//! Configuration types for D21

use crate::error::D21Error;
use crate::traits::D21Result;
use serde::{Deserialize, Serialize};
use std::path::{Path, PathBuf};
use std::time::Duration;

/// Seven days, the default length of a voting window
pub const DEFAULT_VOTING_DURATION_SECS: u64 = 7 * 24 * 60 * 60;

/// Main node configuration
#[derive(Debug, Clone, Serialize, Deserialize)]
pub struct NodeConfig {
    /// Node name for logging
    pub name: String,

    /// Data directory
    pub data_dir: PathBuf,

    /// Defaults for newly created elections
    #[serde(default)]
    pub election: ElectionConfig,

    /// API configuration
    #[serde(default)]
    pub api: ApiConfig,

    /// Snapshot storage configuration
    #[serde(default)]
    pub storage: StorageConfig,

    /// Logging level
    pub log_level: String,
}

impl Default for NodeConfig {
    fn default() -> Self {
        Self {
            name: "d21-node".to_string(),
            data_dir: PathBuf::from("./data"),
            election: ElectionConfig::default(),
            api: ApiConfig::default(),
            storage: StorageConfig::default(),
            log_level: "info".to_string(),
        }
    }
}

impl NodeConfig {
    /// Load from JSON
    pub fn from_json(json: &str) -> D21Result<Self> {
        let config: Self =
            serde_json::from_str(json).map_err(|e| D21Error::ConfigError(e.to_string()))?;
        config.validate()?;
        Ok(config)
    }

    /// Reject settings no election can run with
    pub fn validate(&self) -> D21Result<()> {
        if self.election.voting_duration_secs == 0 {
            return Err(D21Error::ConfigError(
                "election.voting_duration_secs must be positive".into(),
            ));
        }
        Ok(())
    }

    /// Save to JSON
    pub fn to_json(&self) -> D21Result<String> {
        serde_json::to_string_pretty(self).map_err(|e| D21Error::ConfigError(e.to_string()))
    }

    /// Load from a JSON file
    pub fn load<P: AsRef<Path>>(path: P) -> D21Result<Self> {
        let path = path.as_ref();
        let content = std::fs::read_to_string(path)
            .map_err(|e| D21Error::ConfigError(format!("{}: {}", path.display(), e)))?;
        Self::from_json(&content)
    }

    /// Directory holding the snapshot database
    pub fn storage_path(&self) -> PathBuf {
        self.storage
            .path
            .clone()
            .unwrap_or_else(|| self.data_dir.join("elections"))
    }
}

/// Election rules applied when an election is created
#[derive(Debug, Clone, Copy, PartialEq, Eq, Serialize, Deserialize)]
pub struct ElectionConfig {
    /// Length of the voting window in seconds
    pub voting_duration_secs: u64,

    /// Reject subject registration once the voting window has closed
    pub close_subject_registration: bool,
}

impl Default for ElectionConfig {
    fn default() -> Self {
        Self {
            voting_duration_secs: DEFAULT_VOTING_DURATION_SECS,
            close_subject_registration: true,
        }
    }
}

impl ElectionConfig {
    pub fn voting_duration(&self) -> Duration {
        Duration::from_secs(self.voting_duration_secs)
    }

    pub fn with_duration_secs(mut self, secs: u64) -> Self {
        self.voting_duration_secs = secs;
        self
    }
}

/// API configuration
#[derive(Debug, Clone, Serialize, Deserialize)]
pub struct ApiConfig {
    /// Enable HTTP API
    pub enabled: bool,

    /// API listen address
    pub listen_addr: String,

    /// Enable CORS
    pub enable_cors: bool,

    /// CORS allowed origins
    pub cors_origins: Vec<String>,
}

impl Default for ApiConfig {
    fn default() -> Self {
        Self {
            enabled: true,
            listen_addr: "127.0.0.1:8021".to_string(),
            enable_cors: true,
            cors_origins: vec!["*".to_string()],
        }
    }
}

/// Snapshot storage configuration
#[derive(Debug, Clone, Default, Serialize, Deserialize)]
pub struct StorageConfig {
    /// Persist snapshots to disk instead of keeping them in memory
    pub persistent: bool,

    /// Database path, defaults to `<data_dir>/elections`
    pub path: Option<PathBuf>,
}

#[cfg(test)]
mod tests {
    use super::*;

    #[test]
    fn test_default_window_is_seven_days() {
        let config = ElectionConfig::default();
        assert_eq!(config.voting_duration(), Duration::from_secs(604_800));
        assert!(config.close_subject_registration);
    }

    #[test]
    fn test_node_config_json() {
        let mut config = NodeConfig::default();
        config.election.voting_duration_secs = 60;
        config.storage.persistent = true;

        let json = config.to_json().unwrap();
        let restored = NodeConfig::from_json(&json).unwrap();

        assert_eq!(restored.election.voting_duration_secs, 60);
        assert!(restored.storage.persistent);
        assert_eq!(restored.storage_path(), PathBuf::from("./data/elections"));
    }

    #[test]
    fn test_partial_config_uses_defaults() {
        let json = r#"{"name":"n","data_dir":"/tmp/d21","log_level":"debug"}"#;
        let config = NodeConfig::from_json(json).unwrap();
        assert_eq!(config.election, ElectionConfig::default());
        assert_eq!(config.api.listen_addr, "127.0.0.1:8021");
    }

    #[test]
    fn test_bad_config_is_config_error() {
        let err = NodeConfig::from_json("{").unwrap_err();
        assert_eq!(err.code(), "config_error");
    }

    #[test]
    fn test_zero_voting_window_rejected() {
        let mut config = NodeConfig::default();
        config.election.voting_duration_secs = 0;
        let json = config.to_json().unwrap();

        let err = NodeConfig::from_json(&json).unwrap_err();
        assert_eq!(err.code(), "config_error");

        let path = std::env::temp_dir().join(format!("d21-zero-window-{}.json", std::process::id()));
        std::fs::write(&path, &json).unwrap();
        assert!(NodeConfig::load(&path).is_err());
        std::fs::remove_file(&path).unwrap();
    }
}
+--
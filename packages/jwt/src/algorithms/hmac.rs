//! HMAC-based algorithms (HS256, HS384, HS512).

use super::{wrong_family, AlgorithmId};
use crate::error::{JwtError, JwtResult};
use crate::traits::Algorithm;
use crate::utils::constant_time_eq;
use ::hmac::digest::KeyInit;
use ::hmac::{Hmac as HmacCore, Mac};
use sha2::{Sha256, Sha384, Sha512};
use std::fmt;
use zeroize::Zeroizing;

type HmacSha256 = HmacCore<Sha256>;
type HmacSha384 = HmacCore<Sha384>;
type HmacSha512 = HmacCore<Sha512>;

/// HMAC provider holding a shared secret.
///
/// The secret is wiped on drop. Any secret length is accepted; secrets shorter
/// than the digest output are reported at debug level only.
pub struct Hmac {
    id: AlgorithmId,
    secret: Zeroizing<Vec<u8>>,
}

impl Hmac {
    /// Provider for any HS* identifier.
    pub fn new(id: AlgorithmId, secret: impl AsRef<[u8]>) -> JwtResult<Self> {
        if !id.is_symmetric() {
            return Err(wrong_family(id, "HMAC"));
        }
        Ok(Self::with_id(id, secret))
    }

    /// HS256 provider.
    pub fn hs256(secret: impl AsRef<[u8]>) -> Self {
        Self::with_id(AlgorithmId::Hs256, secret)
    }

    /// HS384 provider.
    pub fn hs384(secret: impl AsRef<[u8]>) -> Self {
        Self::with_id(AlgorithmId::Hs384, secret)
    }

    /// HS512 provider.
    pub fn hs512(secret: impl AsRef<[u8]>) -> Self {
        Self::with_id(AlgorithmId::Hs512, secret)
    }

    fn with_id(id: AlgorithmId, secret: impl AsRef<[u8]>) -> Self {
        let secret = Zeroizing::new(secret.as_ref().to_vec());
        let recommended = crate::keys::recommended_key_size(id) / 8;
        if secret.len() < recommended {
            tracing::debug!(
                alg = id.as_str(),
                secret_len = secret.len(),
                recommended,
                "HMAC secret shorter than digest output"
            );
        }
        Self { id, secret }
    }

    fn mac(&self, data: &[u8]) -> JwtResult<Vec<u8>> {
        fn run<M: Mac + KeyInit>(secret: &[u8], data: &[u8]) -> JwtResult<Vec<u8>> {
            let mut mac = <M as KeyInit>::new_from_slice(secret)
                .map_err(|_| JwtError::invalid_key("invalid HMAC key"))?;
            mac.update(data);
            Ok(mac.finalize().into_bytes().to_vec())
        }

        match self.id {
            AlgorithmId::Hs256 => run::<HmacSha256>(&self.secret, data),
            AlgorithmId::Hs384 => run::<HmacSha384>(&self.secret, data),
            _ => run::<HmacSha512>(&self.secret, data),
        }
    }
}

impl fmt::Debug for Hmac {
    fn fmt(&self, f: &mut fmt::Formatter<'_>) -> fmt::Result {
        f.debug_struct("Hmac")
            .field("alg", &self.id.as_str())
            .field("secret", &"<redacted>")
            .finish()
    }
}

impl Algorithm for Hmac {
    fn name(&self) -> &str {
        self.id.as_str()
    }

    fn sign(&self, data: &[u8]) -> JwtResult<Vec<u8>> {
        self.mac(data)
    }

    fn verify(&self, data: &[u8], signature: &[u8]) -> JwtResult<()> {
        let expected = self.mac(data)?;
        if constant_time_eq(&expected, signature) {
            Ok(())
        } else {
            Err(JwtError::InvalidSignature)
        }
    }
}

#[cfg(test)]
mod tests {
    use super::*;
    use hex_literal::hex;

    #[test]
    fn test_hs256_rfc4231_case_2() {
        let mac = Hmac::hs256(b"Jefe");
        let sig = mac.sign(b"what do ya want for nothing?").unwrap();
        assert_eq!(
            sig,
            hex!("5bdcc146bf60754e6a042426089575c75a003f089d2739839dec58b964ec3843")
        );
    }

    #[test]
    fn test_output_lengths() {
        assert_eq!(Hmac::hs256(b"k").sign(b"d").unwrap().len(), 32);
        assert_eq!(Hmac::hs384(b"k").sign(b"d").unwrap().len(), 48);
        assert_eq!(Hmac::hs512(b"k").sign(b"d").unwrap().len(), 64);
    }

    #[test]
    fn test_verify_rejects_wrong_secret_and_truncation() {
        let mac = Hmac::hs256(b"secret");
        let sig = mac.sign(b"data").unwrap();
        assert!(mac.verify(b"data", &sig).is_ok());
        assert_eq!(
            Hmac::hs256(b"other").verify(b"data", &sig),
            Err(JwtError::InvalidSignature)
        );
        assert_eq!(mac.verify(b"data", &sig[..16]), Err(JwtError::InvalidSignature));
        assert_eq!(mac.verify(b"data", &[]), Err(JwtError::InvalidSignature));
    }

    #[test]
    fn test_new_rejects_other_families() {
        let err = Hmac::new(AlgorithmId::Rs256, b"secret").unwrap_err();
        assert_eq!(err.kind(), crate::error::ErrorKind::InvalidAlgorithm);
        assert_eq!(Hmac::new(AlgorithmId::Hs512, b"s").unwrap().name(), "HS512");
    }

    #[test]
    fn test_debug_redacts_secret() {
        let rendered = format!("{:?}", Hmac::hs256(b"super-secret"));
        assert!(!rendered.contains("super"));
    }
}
+--
The required reply is the count of lines in the entries above where the string "HmacCore" appears, and nothing more.

4